| Work instruction |
Wherever the string "AllocatorKind" appears in the records, return the line that holds it.

| Information given |
────────────────

use std::{
    io::{self, BufWriter, Write},
    thread,
    time::{Duration, Instant},
};

use anyhow::Context;
use serde::Serialize;
use suavis::{
    AtomicAllocator, IdAllocator, LockAllocator, MonotonicClock, SnowflakeId, SystemClock,
    TimeSource,
};
use tracing::{debug, info};

use crate::config::{AllocatorKind, ClockKind, MintConfig, OutputFormat};

pub type DynAllocator = Box<dyn IdAllocator + Send + Sync>;
type DynClock = Box<dyn TimeSource + Send + Sync>;

/// Builds the allocator described by `config`.
pub fn build_allocator(config: &MintConfig) -> DynAllocator {
    let clock: DynClock = match config.clock {
        ClockKind::System => Box::new(SystemClock::with_epoch(config.epoch)),
        ClockKind::Monotonic => Box::new(MonotonicClock::with_epoch(config.epoch)),
    };
    debug!(
        worker_id = %config.worker_id,
        clock = ?config.clock,
        allocator = ?config.allocator,
        policy = ?config.policy,
        "building allocator"
    );
    match config.allocator {
        AllocatorKind::Atomic => Box::new(AtomicAllocator::with_policy(
            config.worker_id,
            clock,
            config.policy,
        )),
        AllocatorKind::Lock => Box::new(LockAllocator::with_policy(
            config.worker_id,
            clock,
            config.policy,
        )),
    }
}

/// Mints `count` IDs from `threads` threads sharing `allocator`, returned in
/// ascending order.
///
/// Every ID is held in memory; callers bound `count` (see
/// [`MAX_COUNT`](crate::config::MAX_COUNT)).
pub fn mint(
    allocator: &(dyn IdAllocator + Send + Sync),
    count: u64,
    threads: usize,
) -> anyhow::Result<Vec<SnowflakeId>> {
    let start = Instant::now();
    let threads = threads.min(usize::try_from(count).unwrap_or(usize::MAX)).max(1);
    let per_thread = count / threads as u64;
    let remainder = count % threads as u64;

    let batches = thread::scope(|s| {
        let handles: Vec<_> = (0..threads as u64)
            .map(|i| {
                let n = per_thread + u64::from(i < remainder);
                s.spawn(move || {
                    (0..n)
                        .map(|_| allocator.next_id())
                        .collect::<suavis::Result<Vec<_>>>()
                })
            })
            .collect();
        handles
            .into_iter()
            .map(|h| h.join().map_err(|_| anyhow::anyhow!("minting thread panicked")))
            .collect::<anyhow::Result<Vec<_>>>()
    })?;

    let mut ids = Vec::new();
    for batch in batches {
        ids.extend(batch.context("failed to mint identifier")?);
    }
    ids.sort_unstable();

    info!(
        count = ids.len(),
        threads,
        elapsed_ms = start.elapsed().as_millis() as u64,
        "minted identifiers"
    );
    Ok(ids)
}

/// Decoded view of one ID.
#[derive(Debug, Serialize)]
struct IdRecord {
    #[serde(with = "suavis::as_decimal_string")]
    id: SnowflakeId,
    timestamp: u64,
    unix_ms: u64,
    worker_id: u64,
    sequence: u64,
}

impl IdRecord {
    fn new(id: SnowflakeId, epoch: Duration) -> Self {
        Self {
            id,
            timestamp: id.timestamp(),
            unix_ms: id.unix_millis(epoch),
            worker_id: id.worker_id(),
            sequence: id.sequence(),
        }
    }
}

pub fn render(id: SnowflakeId, format: OutputFormat, epoch: Duration) -> anyhow::Result<String> {
    Ok(match format {
        OutputFormat::Decimal => id.to_string(),
        OutputFormat::Padded => id.to_padded_string(),
        OutputFormat::Json => serde_json::to_string(&IdRecord::new(id, epoch))?,
    })
}

pub fn write_ids(ids: &[SnowflakeId], format: OutputFormat, epoch: Duration) -> anyhow::Result<()> {
    let mut out = BufWriter::new(io::stdout().lock());
    for id in ids {
        writeln!(out, "{}", render(*id, format, epoch)?).context("writing to stdout")?;
    }
    out.flush().context("writing to stdout")
}

pub fn inspect(id: SnowflakeId, json: bool, epoch: Duration) -> anyhow::Result<()> {
    let record = IdRecord::new(id, epoch);
    let mut out = io::stdout().lock();
    if json {
        serde_json::to_writer(&mut out, &record)?;
        writeln!(out).context("writing to stdout")?;
    } else {
        writeln!(
            out,
            "id:        {}\ntimestamp: {}\nunix_ms:   {}\nworker_id: {}\nsequence:  {}",
            record.id, record.timestamp, record.unix_ms, record.worker_id, record.sequence
        )
        .context("writing to stdout")?;
    }
    Ok(())
}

────────────────

| Solved exercise |
use crate::config::{AllocatorKind, ClockKind, MintConfig, OutputFormat};
        AllocatorKind::Atomic => Box::new(AtomicAllocator::with_policy(
        AllocatorKind::Lock => Box::new(LockAllocator::with_policy(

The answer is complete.